Seharusnya Indonesia sebagai negara yang memiliki perkebunan sawit terbesar di dunia tidak akan kekurangan bahan baku CPO. Tetapi karena negara ini dalam sistem ekonominya menganut sistem ekonomi kapitalis. Di mana negara tidak ikut campur tangan dalam mekanisme pasar. Sehingga setiap warga negara dan pemilik modal bebas menentukan produk harga, merancang kontrak kerjadan memadarkan produknya dengan bebas.
Dan setiap pelaku ekonomi (individu) diberikan kebebadan dalam melakukan kepentingannya. Inilah yang mengakibatkan para pemilik modal (pengusaha) mengambil kesempatan menjual (mengekspor) produk CPOnya ke luar negeti dengan adanya kelangkaan bahan baku CPO di perdagangan internadional.
Inilah kesalahan dari sistem kapitalis, di mana pemerintah tidak secara langsung ikut mengendalikan proses ekonomi negara. Sehingga para pemilik modal bisa dengan bebas melakukan kegiatan ekonominya, tanpa memikirkan hajat hidup orang banyak. Ini menunjukkan kebijakan pemerintah lebih mengutamakan kepentingan pasar daripada masyarakat, dan tidak memiliki kemandirian kecuali ketergantungan kepada pasar dan pihak asing.

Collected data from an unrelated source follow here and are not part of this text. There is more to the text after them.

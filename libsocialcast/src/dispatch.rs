//! Campaign dispatch
//!
//! Drives one campaign's targets through its account's session:
//!
//! 1. Claim the campaign with a conditional `pending -> running` update.
//!    A caller that loses the claim does nothing.
//! 2. Campaign types that are not sent through a session are left `running`.
//! 3. Acquire the session. Failure marks the campaign `failed`.
//! 4. For each target in list order: re-read the status and stop unless it
//!    is still `running`, send, record the send, then sleep a random delay
//!    before the next target.
//! 5. Mark `completed`, but only if nobody moved it out of `running`.
//!
//! The first send error aborts the remaining targets and marks the campaign
//! `failed`. Which targets were reached before that is only visible in the
//! analytics log.

use std::sync::Arc;

use serde_json::json;

use crate::analytics::AnalyticsRecorder;
use crate::clock::Clock;
use crate::db::Database;
use crate::delay::{DelayPolicy, Sleeper};
use crate::error::{Result, SocialcastError};
use crate::service::events::{Event, EventBus};
use crate::session::SessionRegistry;
use crate::tasks::TaskTracker;
use crate::types::{Campaign, CampaignStatus, EventType};

#[derive(Debug, Clone, PartialEq)]
pub enum DispatchOutcome {
    /// Every target was sent
    Completed { sent: usize },
    /// Status left `running` between targets; `status` is what was observed
    Interrupted {
        sent: usize,
        status: Option<CampaignStatus>,
    },
    Failed { sent: usize, error: String },
    /// Claimed, but the campaign type has no live sender
    Skipped,
    /// Another caller claimed the campaign first
    AlreadyClaimed,
}

enum Progress {
    Exhausted(usize),
    Stopped(usize, Option<CampaignStatus>),
}

#[derive(Clone)]
pub struct CampaignDispatcher {
    db: Database,
    registry: SessionRegistry,
    delay: Arc<DelayPolicy>,
    sleeper: Arc<dyn Sleeper>,
    analytics: AnalyticsRecorder,
    events: EventBus,
    clock: Arc<dyn Clock>,
}

impl CampaignDispatcher {
    pub fn new(
        db: Database,
        registry: SessionRegistry,
        delay: Arc<DelayPolicy>,
        sleeper: Arc<dyn Sleeper>,
        analytics: AnalyticsRecorder,
        events: EventBus,
        clock: Arc<dyn Clock>,
    ) -> Self {
        Self {
            db,
            registry,
            delay,
            sleeper,
            analytics,
            events,
            clock,
        }
    }

    /// Run a campaign to completion, failure or interruption.
    ///
    /// Errors returned here are store failures; platform failures end up in
    /// the campaign status and the outcome instead.
    pub async fn dispatch(&self, snapshot: &Campaign) -> Result<DispatchOutcome> {
        let claimed = self
            .db
            .transition_campaign(
                &snapshot.id,
                CampaignStatus::Pending,
                CampaignStatus::Running,
                self.clock.now(),
            )
            .await?;
        if !claimed {
            tracing::debug!(campaign_id = %snapshot.id, "Campaign already claimed");
            return Ok(DispatchOutcome::AlreadyClaimed);
        }

        // Edits land until the claim, so send what is stored now
        let Some(campaign) = self.db.get_campaign(&snapshot.id).await? else {
            tracing::warn!(campaign_id = %snapshot.id, "Campaign deleted after claim");
            return Ok(DispatchOutcome::Interrupted {
                sent: 0,
                status: None,
            });
        };
        let campaign = &campaign;

        tracing::info!(
            campaign_id = %campaign.id,
            name = %campaign.name,
            targets = campaign.targets.len(),
            "Starting campaign"
        );
        self.events.emit(Event::CampaignStarted {
            campaign_id: campaign.id.clone(),
            target_count: campaign.targets.len(),
        });

        if !campaign.campaign_type.requires_session() {
            tracing::info!(
                campaign_id = %campaign.id,
                campaign_type = %campaign.campaign_type,
                "No sender for campaign type, leaving it running"
            );
            return Ok(DispatchOutcome::Skipped);
        }

        let outcome = match self.send_all(campaign).await {
            Ok(Progress::Exhausted(sent)) => {
                let completed = self
                    .db
                    .transition_campaign(
                        &campaign.id,
                        CampaignStatus::Running,
                        CampaignStatus::Completed,
                        self.clock.now(),
                    )
                    .await?;
                if completed {
                    DispatchOutcome::Completed { sent }
                } else {
                    DispatchOutcome::Interrupted {
                        sent,
                        status: self.db.campaign_status(&campaign.id).await?,
                    }
                }
            }
            Ok(Progress::Stopped(sent, status)) => DispatchOutcome::Interrupted { sent, status },
            Err((sent, e)) => {
                self.db
                    .update_campaign_status(&campaign.id, CampaignStatus::Failed, self.clock.now())
                    .await?;
                DispatchOutcome::Failed {
                    sent,
                    error: e.to_string(),
                }
            }
        };

        self.finish(campaign, &outcome);
        Ok(outcome)
    }

    async fn send_all(
        &self,
        campaign: &Campaign,
    ) -> std::result::Result<Progress, (usize, SocialcastError)> {
        let session = self
            .registry
            .get_session(&campaign.account_id)
            .await
            .map_err(|e| (0, e))?;

        let total = campaign.targets.len();
        let mut sent = 0;

        for (index, target) in campaign.targets.iter().enumerate() {
            let status = self
                .db
                .campaign_status(&campaign.id)
                .await
                .map_err(|e| (sent, e))?;
            if status != Some(CampaignStatus::Running) {
                tracing::info!(
                    campaign_id = %campaign.id,
                    status = ?status,
                    sent,
                    "Campaign no longer running, stopping"
                );
                return Ok(Progress::Stopped(sent, status));
            }

            if let Err(e) = session.send_text(target, &campaign.message.text).await {
                tracing::warn!(campaign_id = %campaign.id, target = %target, error = %e, "Send failed");
                self.analytics
                    .record_quietly(
                        &campaign.user_id,
                        Some(&campaign.id),
                        None,
                        EventType::CampaignFailed,
                        Some(json!({ "target": target, "error": e.to_string() })),
                    )
                    .await;
                return Err((sent, e));
            }

            sent += 1;
            tracing::debug!(campaign_id = %campaign.id, target = %target, sent, total, "Sent");
            self.analytics
                .record_quietly(
                    &campaign.user_id,
                    Some(&campaign.id),
                    None,
                    EventType::CampaignSent,
                    Some(json!({ "target": target })),
                )
                .await;
            self.events.emit(Event::CampaignProgress {
                campaign_id: campaign.id.clone(),
                target: target.clone(),
                sent,
                total,
            });

            if index + 1 < total {
                let pause = self.delay.next_delay(campaign.delay);
                tracing::debug!(campaign_id = %campaign.id, secs = pause.as_secs(), "Waiting before next target");
                self.sleeper.sleep(pause).await;
            }
        }

        Ok(Progress::Exhausted(sent))
    }

    fn finish(&self, campaign: &Campaign, outcome: &DispatchOutcome) {
        let (status, sent, error) = match outcome {
            DispatchOutcome::Completed { sent } => (CampaignStatus::Completed, *sent, None),
            DispatchOutcome::Interrupted { sent, status } => {
                (status.unwrap_or(CampaignStatus::Paused), *sent, None)
            }
            DispatchOutcome::Failed { sent, error } => {
                (CampaignStatus::Failed, *sent, Some(error.clone()))
            }
            DispatchOutcome::Skipped | DispatchOutcome::AlreadyClaimed => return,
        };

        match &error {
            Some(error) => {
                tracing::error!(campaign_id = %campaign.id, sent, error = %error, "Campaign failed")
            }
            None => tracing::info!(campaign_id = %campaign.id, status = %status, sent, "Campaign finished"),
        }

        self.events.emit(Event::CampaignFinished {
            campaign_id: campaign.id.clone(),
            status,
            sent,
            error,
        });
    }

    /// Launch a dispatch without waiting for it
    pub fn spawn(&self, tracker: &TaskTracker, campaign: Campaign) {
        let dispatcher = self.clone();
        tracker.spawn(async move {
            if let Err(e) = dispatcher.dispatch(&campaign).await {
                tracing::error!(campaign_id = %campaign.id, error = %e, "Campaign dispatch aborted");
            }
        });
    }
}
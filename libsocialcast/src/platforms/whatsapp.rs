//! WhatsApp Business Cloud API client (text messages)
//!
//! Credentials: `{"phone_number_id": "...", "access_token": "..."}`.

use async_trait::async_trait;
use serde::Deserialize;

use crate::error::{PlatformError, Result};
use crate::platforms::{
    http_client, status_error, Connection, PlatformClient, SessionEvent, SessionEventSender,
};
use crate::types::{PlatformAccount, PlatformKind};

#[derive(Debug, Deserialize)]
struct CloudCredentials {
    phone_number_id: String,
    access_token: String,
}

/// Strip the `+` prefix and `@c.us` suffix used by web-client style ids
pub fn normalize_target(target: &str) -> String {
    let target = target.trim();
    let target = target.strip_suffix("@c.us").unwrap_or(target);
    let target = target.strip_prefix('+').unwrap_or(target);
    target.chars().filter(|c| !c.is_whitespace() && *c != '-').collect()
}

pub struct WhatsAppCloudClient {
    http: reqwest::Client,
    api_base: String,
}

impl WhatsAppCloudClient {
    pub fn new(api_base: &str) -> Result<Self> {
        Ok(Self {
            http: http_client()?,
            api_base: api_base.trim_end_matches('/').to_string(),
        })
    }
}

#[async_trait]
impl PlatformClient for WhatsAppCloudClient {
    fn kind(&self) -> PlatformKind {
        PlatformKind::WhatsApp
    }

    async fn connect(
        &self,
        account: &PlatformAccount,
        events: SessionEventSender,
    ) -> Result<Box<dyn Connection>> {
        let raw = account.credentials.as_deref().ok_or_else(|| {
            PlatformError::Authentication(format!("account {} has no access token", account.id))
        })?;
        let creds: CloudCredentials = serde_json::from_str(raw).map_err(|e| {
            PlatformError::Authentication(format!("unreadable WhatsApp credentials: {}", e))
        })?;

        // Verify token by fetching the phone number object
        let response = self
            .http
            .get(format!("{}/{}", self.api_base, creds.phone_number_id))
            .bearer_auth(&creds.access_token)
            .send()
            .await
            .map_err(|e| PlatformError::Network(format!("WhatsApp verification failed: {}", e)))?;

        if !response.status().is_success() {
            let status = response.status();
            let text = response.text().await.unwrap_or_default();
            return Err(match status_error(status, &text) {
                PlatformError::Send(msg) => PlatformError::Authentication(msg),
                other => other,
            }
            .into());
        }

        tracing::info!(
            account_id = %account.id,
            phone_number_id = %creds.phone_number_id,
            "WhatsApp Cloud connected"
        );
        let _ = events.send(SessionEvent::Ready);

        Ok(Box::new(WhatsAppCloudConnection {
            http: self.http.clone(),
            messages_url: format!("{}/{}/messages", self.api_base, creds.phone_number_id),
            access_token: creds.access_token,
        }))
    }
}

pub struct WhatsAppCloudConnection {
    http: reqwest::Client,
    messages_url: String,
    access_token: String,
}

#[async_trait]
impl Connection for WhatsAppCloudConnection {
    async fn send_text(&self, target: &str, text: &str) -> Result<()> {
        let to = normalize_target(target);
        if to.is_empty() {
            return Err(PlatformError::Validation(format!("invalid WhatsApp number '{}'", target)).into());
        }

        let body = serde_json::json!({
            "messaging_product": "whatsapp",
            "recipient_type": "individual",
            "to": to,
            "type": "text",
            "text": {
                "preview_url": false,
                "body": text
            }
        });

        let response = self
            .http
            .post(&self.messages_url)
            .bearer_auth(&self.access_token)
            .json(&body)
            .send()
            .await
            .map_err(|e| PlatformError::Network(format!("WhatsApp API request failed: {}", e)))?;

        if !response.status().is_success() {
            let status = response.status();
            let text = response.text().await.unwrap_or_default();
            return Err(status_error(status, &text).into());
        }

        let result: serde_json::Value = response
            .json()
            .await
            .map_err(|e| PlatformError::Send(format!("Invalid WhatsApp response: {}", e)))?;
        let message_id = result["messages"][0]["id"].as_str().unwrap_or("unknown");

        tracing::debug!(message_id, to = %to, "WhatsApp message sent");
        Ok(())
    }
}
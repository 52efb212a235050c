//! Media path resolution and cleanup
//!
//! Posts store media paths as uploaded, which may be relative to the upload
//! root. The resolver turns them into absolute paths for the platform
//! clients and removes files once a post no longer references them.

use std::path::{Path, PathBuf};

use crate::error::{DbError, Result};
use crate::platforms::{MediaFile, MediaKind};
use crate::types::PostType;

#[derive(Debug, Clone)]
pub struct MediaResolver {
    base_dir: PathBuf,
}

impl MediaResolver {
    pub fn new(base_dir: impl Into<PathBuf>) -> Self {
        Self {
            base_dir: base_dir.into(),
        }
    }

    pub fn base_dir(&self) -> &Path {
        &self.base_dir
    }

    /// Absolute paths pass through; relative ones are joined onto the base dir
    pub fn resolve(&self, stored: &str) -> PathBuf {
        let path = Path::new(stored.trim_start_matches("./"));
        if path.is_absolute() {
            path.to_path_buf()
        } else {
            self.base_dir.join(path)
        }
    }

    /// Resolve a stored path into something a platform client can upload
    pub fn media_file(&self, stored: &str, post_type: PostType) -> MediaFile {
        let kind = match post_type {
            PostType::Video => MediaKind::Video,
            _ => MediaKind::Image,
        };
        MediaFile {
            path: self.resolve(stored),
            kind,
        }
    }

    /// Delete the file behind a stored path.
    ///
    /// Returns `Ok(false)` when there was nothing to delete.
    pub fn remove(&self, stored: &str) -> Result<bool> {
        let path = self.resolve(stored);
        if !path.exists() {
            tracing::debug!(path = %path.display(), "Media file already gone");
            return Ok(false);
        }

        std::fs::remove_file(&path).map_err(DbError::IoError)?;
        tracing::debug!(path = %path.display(), "Removed media file");
        Ok(true)
    }
}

Tentu hal ini berbeda dengan sistem ekonomi Islam, dimana yang menjadi tujuannya adalah untuk menyejahterakan rakyat. Menghilangkan kesenjangan serta jaminan perdistribusian sumber daya alama secara adil yang berorientasi kepada syariat Islam. Dalam sistem ekonomi Islam, pemerintah wajib memperhatikan dan mengawasi pendistribusian serta pengelolaan sumber daya alam dari hulu hingga ke hilir.

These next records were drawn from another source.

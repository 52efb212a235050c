//! Scheduled post management

use std::sync::Arc;

use serde::Serialize;

use crate::clock::Clock;
use crate::db::{Database, PostFilter};
use crate::error::{Result, SocialcastError};
use crate::media::MediaResolver;
use crate::processor::PostProcessor;
use crate::types::{NewScheduledPost, PostStatus, PostType, ScheduledPost};

/// Caller-editable fields; `None` leaves a field unchanged
#[derive(Debug, Clone, Default)]
pub struct PostUpdate {
    pub caption: Option<String>,
    pub target_id: Option<String>,
    pub scheduled_time: Option<i64>,
    /// Replacement media file; the previous one is deleted
    pub media_path: Option<String>,
}

#[derive(Debug, Clone, Default, Serialize, PartialEq, Eq)]
pub struct PostStats {
    pub total: i64,
    pub pending: i64,
    pub posted: i64,
    pub failed: i64,
    pub cancelled: i64,
}

#[derive(Clone)]
pub struct PostService {
    db: Database,
    processor: PostProcessor,
    media: MediaResolver,
    clock: Arc<dyn Clock>,
}

impl PostService {
    pub fn new(
        db: Database,
        processor: PostProcessor,
        media: MediaResolver,
        clock: Arc<dyn Clock>,
    ) -> Self {
        Self {
            db,
            processor,
            media,
            clock,
        }
    }

    pub async fn create(&self, new: NewScheduledPost) -> Result<ScheduledPost> {
        if new.post_type == PostType::Text && new.content.caption.trim().is_empty() {
            return Err(SocialcastError::InvalidInput(
                "Text posts need a caption".to_string(),
            ));
        }

        let post = ScheduledPost::from_new(new, self.clock.now());
        self.db.create_post(&post).await?;
        tracing::info!(
            post_id = %post.id,
            platform = %post.platform,
            scheduled_time = post.scheduled_time,
            "Scheduled post"
        );
        Ok(post)
    }

    pub async fn get(&self, post_id: &str) -> Result<ScheduledPost> {
        self.db
            .get_post(post_id)
            .await?
            .ok_or_else(|| SocialcastError::NotFound(format!("post {}", post_id)))
    }

    /// Posts matching `filter`, earliest scheduled first
    pub async fn list(&self, filter: &PostFilter) -> Result<Vec<ScheduledPost>> {
        self.db.list_posts(filter).await
    }

    /// Edit a post that has not been published
    pub async fn update(&self, post_id: &str, update: PostUpdate) -> Result<ScheduledPost> {
        let mut post = self.get(post_id).await?;
        if post.status == PostStatus::Posted {
            return Err(SocialcastError::InvalidInput(
                "Published posts cannot be edited".to_string(),
            ));
        }

        if let Some(caption) = update.caption {
            post.content.caption = caption;
        }
        if let Some(target_id) = update.target_id {
            post.target_id = Some(target_id);
        }
        if let Some(scheduled_time) = update.scheduled_time {
            post.scheduled_time = scheduled_time;
        }
        let stored_status = post.status;
        let old_media = post.content.media_path.clone();
        if let Some(media_path) = update.media_path {
            post.content.media_path = Some(media_path);
        }

        post.updated_at = self.clock.now();
        if !self
            .db
            .update_post_content(&post, stored_status, old_media.as_deref())
            .await?
        {
            return Err(busy(post_id));
        }

        // The record no longer points at the old file, and only we detached it
        if let Some(old) = old_media.as_deref() {
            if post.content.media_path.as_deref() != Some(old) {
                self.media.remove(old)?;
            }
        }
        Ok(post)
    }

    /// Move a post to a new time and queue it again.
    ///
    /// A failed post becomes pending so the scanner picks it up; this is the
    /// only way a failed post is retried.
    pub async fn reschedule(&self, post_id: &str, scheduled_time: i64) -> Result<ScheduledPost> {
        let mut post = self.get(post_id).await?;
        if post.status == PostStatus::Posted {
            return Err(SocialcastError::InvalidInput(
                "Published posts cannot be rescheduled".to_string(),
            ));
        }

        let stored_status = post.status;
        post.scheduled_time = scheduled_time;
        post.status = PostStatus::Pending;
        post.updated_at = self.clock.now();
        if !self
            .db
            .update_post_content(&post, stored_status, post.content.media_path.as_deref())
            .await?
        {
            return Err(busy(post_id));
        }
        tracing::info!(post_id = %post.id, scheduled_time, "Rescheduled post");
        Ok(post)
    }

    pub async fn cancel(&self, post_id: &str) -> Result<()> {
        let cancelled = self
            .db
            .transition_post(
                post_id,
                PostStatus::Pending,
                PostStatus::Cancelled,
                self.clock.now(),
            )
            .await?;
        if cancelled {
            return Ok(());
        }

        let post = self.get(post_id).await?;
        if post.status == PostStatus::Pending {
            return Err(busy(post_id));
        }
        Err(SocialcastError::InvalidInput(format!(
            "Post is {}; only pending posts can be cancelled",
            post.status
        )))
    }

    /// Remove a post and its media file
    pub async fn delete(&self, post_id: &str) -> Result<()> {
        let post = self.get(post_id).await?;
        let media = post.content.media_path.as_deref();
        if !self.db.delete_post(post_id, media, self.clock.now()).await? {
            return Err(busy(post_id));
        }
        if let Some(path) = media {
            self.media.remove(path)?;
        }
        tracing::info!(post_id = %post_id, "Deleted post");
        Ok(())
    }

    /// Publish immediately; rejected once the post is published
    pub async fn post_now(&self, post_id: &str) -> Result<ScheduledPost> {
        self.processor.post_now(post_id).await
    }

    pub async fn stats(&self, user_id: Option<&str>) -> Result<PostStats> {
        let mut stats = PostStats::default();
        for (status, n) in self.db.post_status_counts(user_id).await? {
            stats.total += n;
            match status {
                PostStatus::Pending => stats.pending = n,
                PostStatus::Posted => stats.posted = n,
                PostStatus::Failed => stats.failed = n,
                PostStatus::Cancelled => stats.cancelled = n,
            }
        }
        Ok(stats)
    }
}

/// The stored post moved under us: a processor holds it or another edit won
fn busy(post_id: &str) -> SocialcastError {
    SocialcastError::InvalidInput(format!(
        "Post {} is being published or was changed; try again",
        post_id
    ))
}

Tak hanya itu, dalam sistem ini, pemenuhan kebutuhan rakyat menjadi fokus penting ketimbang sekadar menyenangkan para kapitalis. Sungguh kita harus kembali kepada sistem dimana manusia benar-benar diperhatikan pemenuhan kebutuhannya sebagai hak asasi manusia. Tak hanya itu, alasan yang utama adalah sistem ini bersandarkan kepada aturan Allah SWT sebagai Pencipta yang mengetahui segala apa-apa yang terbaik untuk ciptaan-NYA.
Wallahu a'lam biashowab.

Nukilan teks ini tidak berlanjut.